The rate of epilepsy in autism is higher than in other developmental disorders and estimates point to a frequency range of between 7% and 42%. Between 40% and 47% of autistic children suffer from clinical epilepsy. Onset of epilepsy may occur at any age.


During the ontogenesis of the nervous system, if the maturing process is upset by some epileptogenic phenomenon, the consequences on the consolidation of the emerging cognitive functions can be severe. Epileptiform discharges can occur although clinical seizures are absent, but nevertheless they still have an effect on the maturing process. Between 10% and 50% of autistic children undergo a regression of acquired behaviour following a period of normal development. The absence of clinical seizures during regression does not rule out the epileptogenic origin of the regressive process.

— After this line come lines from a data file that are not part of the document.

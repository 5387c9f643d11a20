//! Per-source occurrence counts.
//!
//! Sources keep their insertion order so reports are deterministic. Within a
//! source, keys keep first-seen order.

use crate::parser::schema::Classification;
use std::collections::HashMap;

/// Record counters for one source
#[derive(Debug, Clone, Copy, Default, PartialEq, Eq)]
pub struct SourceStats {
    /// Records read from the log
    pub records_read: u64,

    /// Records that produced a classification
    pub classified: u64,

    /// Unstructured lines that matched no edge kind
    pub unmatched: u64,
}

/// Counts for a single source, in first-seen key order
#[derive(Debug, Clone, Default)]
pub struct SourceCounts {
    entries: Vec<(Classification, u64)>,
    index: HashMap<Classification, usize>,
    stats: SourceStats,
}

impl SourceCounts {
    pub fn new() -> Self {
        Self::default()
    }

    /// Add `amount` occurrences of `key`
    pub fn add(&mut self, key: Classification, amount: u64) {
        match self.index.get(&key) {
            Some(&slot) => self.entries[slot].1 += amount,
            None => {
                self.index.insert(key.clone(), self.entries.len());
                self.entries.push((key, amount));
            }
        }
    }

    /// Count one classified record
    pub fn increment(&mut self, key: Classification) {
        self.add(key, 1);
        self.stats.records_read += 1;
        self.stats.classified += 1;
    }

    /// Note a record that matched nothing
    pub fn skip_unmatched(&mut self) {
        self.stats.records_read += 1;
        self.stats.unmatched += 1;
    }

    /// Count for `key` (zero if never seen)
    pub fn get(&self, key: &Classification) -> u64 {
        self.index
            .get(key)
            .map_or(0, |&slot| self.entries[slot].1)
    }

    /// Entries in first-seen order
    pub fn iter(&self) -> impl Iterator<Item = (&Classification, u64)> {
        self.entries.iter().map(|(key, count)| (key, *count))
    }

    /// Sum of all counts
    pub fn total(&self) -> u64 {
        self.entries.iter().map(|(_, count)| count).sum()
    }

    pub fn stats(&self) -> SourceStats {
        self.stats
    }

    /// Number of distinct keys
    pub fn len(&self) -> usize {
        self.entries.len()
    }

    pub fn is_empty(&self) -> bool {
        self.entries.is_empty()
    }

    /// Fold another set of counts into this one, keeping first-seen order
    pub fn merge(&mut self, other: SourceCounts) {
        for (key, count) in other.entries {
            self.add(key, count);
        }
        self.stats.records_read += other.stats.records_read;
        self.stats.classified += other.stats.classified;
        self.stats.unmatched += other.stats.unmatched;
    }
}

/// Occurrence counts for every source of a run
///
/// Grows only: counts are never decremented or removed.
#[derive(Debug, Clone, Default)]
pub struct CountTable {
    sources: Vec<(String, SourceCounts)>,
    index: HashMap<String, usize>,
}

impl CountTable {
    pub fn new() -> Self {
        Self::default()
    }

    /// Make sure `source` has a row, even if nothing is ever counted for it
    pub fn register_source(&mut self, source: &str) -> &mut SourceCounts {
        let slot = match self.index.get(source) {
            Some(&slot) => slot,
            None => {
                self.index.insert(source.to_string(), self.sources.len());
                self.sources.push((source.to_string(), SourceCounts::new()));
                self.sources.len() - 1
            }
        };
        &mut self.sources[slot].1
    }

    /// Count one occurrence of `key` under `source`
    pub fn record(&mut self, source: &str, key: Classification) {
        self.register_source(source).increment(key);
    }

    /// Commit a fully-read source's counts
    pub fn commit(&mut self, source: &str, counts: SourceCounts) {
        self.register_source(source).merge(counts);
    }

    /// Count for `key` under `source` (zero if either is unknown)
    pub fn count(&self, source: &str, key: &Classification) -> u64 {
        self.get(source).map_or(0, |counts| counts.get(key))
    }

    /// Sum of all counts for `source`
    pub fn source_total(&self, source: &str) -> u64 {
        self.get(source).map_or(0, SourceCounts::total)
    }

    /// Sum of all counts across every source
    pub fn grand_total(&self) -> u64 {
        self.sources.iter().map(|(_, counts)| counts.total()).sum()
    }

    pub fn get(&self, source: &str) -> Option<&SourceCounts> {
        self.index.get(source).map(|&slot| &self.sources[slot].1)
    }

    /// Sources in insertion order
    pub fn sources(&self) -> impl Iterator<Item = (&str, &SourceCounts)> {
        self.sources
            .iter()
            .map(|(source, counts)| (source.as_str(), counts))
    }

    /// Number of sources
    pub fn len(&self) -> usize {
        self.sources.len()
    }

    pub fn is_empty(&self) -> bool {
        self.sources.is_empty()
    }
}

The relation between pervasive developmental disorders and epilepsy, epileptiform activity and subclinical seizures can be explained from a neurobiological point of view, on the one hand, by an imbalance between the excitatory system -glutamate- and the inhibitory system -gamma-aminobutyric acid (GABA)- in key points in the cerebral cortex and, on the other, by means of molecular genetic studies and studies of candidate genes (FOXP2, WNT2, subunits of GABA receptors, neuroligins, ARX, SCN1A, SCN2A, MECP2, CDKL5 and DLX5).